One of the safest memories I have is sleeping outside with my Dad and sisters. We're in heavy black cotton sleeping bags with pictures of deer with antlers on the inside, a red background. We're under the stars, we can hear the night, the trees creaking, animals walking in the woods, frogs, crickets, we can hear the creek. The sky seems to breathe on me like a mother watching over, and I know my dad is there to protect us. I have no fear of the night. I feel like I am cradled and warm, laying on GOD.
I don't like the sound of a room. There's a high pitch to it that I remember as a toddler, even before computers were always on and before cell phone signals, something about containing a space in walls? It's a dead sound.
There is a part of me that always misses hearing the outside, that is frightened by such unnatural silence plus refrigerator hum. Open a window, and I feel much better.
I talked to you, Otto under a big oak tree this morning. I was hitting the ball for Bo because he was distraught from being left outside as we went to our BNI meeting at 7am! Two hours outside by himself, this was a major deal to get through. So we ran it out. (something people should do as well after stressful situations).

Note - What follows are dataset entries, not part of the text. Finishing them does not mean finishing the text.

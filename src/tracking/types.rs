//! Core types for missions, clues, and live tracking sessions.

use chrono::{DateTime, Utc};
use serde::{Deserialize, Serialize};
use uuid::Uuid;

use crate::geo;

/// Detection radius used when an appended clue does not specify one.
pub const DEFAULT_CLUE_RADIUS_M: f64 = 50.0;

/// Points reward used when an appended clue does not specify one.
pub const DEFAULT_CLUE_POINTS: i64 = 5;

/// A GPS coordinate pair in decimal degrees.
#[derive(Debug, Clone, Copy, PartialEq, Serialize, Deserialize)]
pub struct Coordinates {
    pub latitude: f64,
    pub longitude: f64,
}

impl Coordinates {
    pub fn new(latitude: f64, longitude: f64) -> Self {
        Self {
            latitude,
            longitude,
        }
    }

    /// Whole-meter great-circle distance to another coordinate.
    pub fn distance_to(&self, other: Coordinates) -> f64 {
        geo::distance_meters(
            self.latitude,
            self.longitude,
            other.latitude,
            other.longitude,
        )
    }
}

/// Mission category labels.
#[derive(Debug, Clone, Copy, PartialEq, Eq, Serialize, Deserialize)]
#[serde(rename_all = "snake_case")]
pub enum MissionCategory {
    /// Food and drink hunts
    Culinary,
    /// Parks and leisure spots
    Recreation,
    /// Galleries, theatres, street art
    ArtsCulture,
    /// Historical sites and monuments
    History,
    /// Markets and shopping districts
    Shopping,
    /// Outdoor and nature trails
    Nature,
}

impl MissionCategory {
    pub fn as_str(&self) -> &'static str {
        match self {
            MissionCategory::Culinary => "culinary",
            MissionCategory::Recreation => "recreation",
            MissionCategory::ArtsCulture => "arts_culture",
            MissionCategory::History => "history",
            MissionCategory::Shopping => "shopping",
            MissionCategory::Nature => "nature",
        }
    }

    pub fn from_str(s: &str) -> Option<Self> {
        match s {
            "culinary" => Some(MissionCategory::Culinary),
            "recreation" => Some(MissionCategory::Recreation),
            "arts_culture" => Some(MissionCategory::ArtsCulture),
            "history" => Some(MissionCategory::History),
            "shopping" => Some(MissionCategory::Shopping),
            "nature" => Some(MissionCategory::Nature),
            _ => None,
        }
    }
}

impl std::fmt::Display for MissionCategory {
    fn fmt(&self, f: &mut std::fmt::Formatter<'_>) -> std::fmt::Result {
        write!(f, "{}", self.as_str())
    }
}

/// Mission difficulty label.
#[derive(Debug, Clone, Copy, PartialEq, Eq, Default, Serialize, Deserialize)]
#[serde(rename_all = "snake_case")]
pub enum Difficulty {
    #[default]
    Easy,
    Medium,
    Hard,
}

impl Difficulty {
    pub fn as_str(&self) -> &'static str {
        match self {
            Difficulty::Easy => "easy",
            Difficulty::Medium => "medium",
            Difficulty::Hard => "hard",
        }
    }

    pub fn from_str(s: &str) -> Option<Self> {
        match s {
            "easy" => Some(Difficulty::Easy),
            "medium" => Some(Difficulty::Medium),
            "hard" => Some(Difficulty::Hard),
            _ => None,
        }
    }
}

/// A scavenger hunt mission.
///
/// Immutable while a tracking session is live; the destination is where the
/// player must physically arrive after clearing every required clue.
#[derive(Debug, Clone, Serialize, Deserialize)]
pub struct Mission {
    pub id: Uuid,
    pub title: String,
    pub description: Option<String>,
    pub category: MissionCategory,
    /// Display name of the final destination.
    pub location_name: String,
    /// Final destination coordinate.
    pub latitude: f64,
    pub longitude: f64,
    /// Static route estimate, used for stats when no odometer is available.
    pub estimated_distance_km: f64,
    pub difficulty: Difficulty,
    /// Points awarded on mission completion.
    pub points: i64,
    pub is_active: bool,
    pub created_at: DateTime<Utc>,
}

impl Mission {
    pub fn destination(&self) -> Coordinates {
        Coordinates::new(self.latitude, self.longitude)
    }
}

/// An ordered geographic checkpoint within a mission.
#[derive(Debug, Clone, Serialize, Deserialize)]
pub struct Clue {
    pub id: Uuid,
    pub mission_id: Uuid,
    /// 1-based position within the mission, unique per mission.
    pub clue_order: i64,
    pub name: String,
    pub description: Option<String>,
    pub hint: Option<String>,
    pub latitude: f64,
    pub longitude: f64,
    /// Geofence radius in meters.
    pub radius_m: f64,
    pub image_url: Option<String>,
    /// Points awarded when the clue is reached.
    pub points: i64,
    /// Required clues gate progress toward the destination.
    pub required: bool,
    pub created_at: DateTime<Utc>,
}

impl Clue {
    /// Create a clue with default radius, points, and required flag.
    pub fn new(mission_id: Uuid, clue_order: i64, name: String, latitude: f64, longitude: f64) -> Self {
        Self {
            id: Uuid::new_v4(),
            mission_id,
            clue_order,
            name,
            description: None,
            hint: None,
            latitude,
            longitude,
            radius_m: DEFAULT_CLUE_RADIUS_M,
            image_url: None,
            points: DEFAULT_CLUE_POINTS,
            required: true,
            created_at: Utc::now(),
        }
    }

    pub fn position(&self) -> Coordinates {
        Coordinates::new(self.latitude, self.longitude)
    }
}

/// Durable record that a hunter reached a clue.
#[derive(Debug, Clone, Serialize, Deserialize)]
pub struct ClueProgress {
    pub id: Uuid,
    pub hunter_id: Uuid,
    pub mission_id: Uuid,
    pub clue_id: Uuid,
    pub reached_at: DateTime<Utc>,
    /// Measured distance from the clue at the moment of arrival; 0 for skips.
    pub distance_m: f64,
}

/// Required-clue progress counters for a (hunter, mission) pair.
#[derive(Debug, Clone, Copy, Serialize, Deserialize)]
pub struct ProgressSummary {
    pub completed: usize,
    pub total: usize,
    /// Order of the clue currently targeted, if any remain.
    pub next_order: Option<i64>,
}

/// Live per-connection tracking state. Memory-only; the progress ledger is
/// the durable source of truth.
#[derive(Debug, Clone)]
pub struct TrackingSession {
    pub hunter_id: Uuid,
    pub mission_id: Uuid,
    /// Accumulated real-world distance in meters, noise-filtered.
    pub odometer_m: f64,
    pub last_position: Option<Coordinates>,
    pub started_at: DateTime<Utc>,
    pub last_seen: DateTime<Utc>,
}

impl TrackingSession {
    pub fn new(hunter_id: Uuid, mission_id: Uuid) -> Self {
        let now = Utc::now();
        Self {
            hunter_id,
            mission_id,
            odometer_m: 0.0,
            last_position: None,
            started_at: now,
            last_seen: now,
        }
    }
}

And this massive oak, with a big roundish trunk and branches swirling in a big globe around it, was listening to me. And he heard me. (I think this one is male). And I started to sob to feel that the earth was so tender and loving, my grief for your welled up and I felt it hard.
To think that the same forces that make that tree wind its roots through the earth and creates the graceful pattern of its branches toward the sky, are the same forces that create our lives, the paths, the openings and closings. Your branch was short, and it will have no branches off of it that keep going. Who knows why. But it feels easier to know that there are forces that bind us all together, that have some sense, some beauty, we are all subject to them, every cell in our body.
I just miss you so much. And I love you so much. I know you are there but it's harder to feel when I have the pain. I'll have to see you in the little dandelions blooming all over the grass.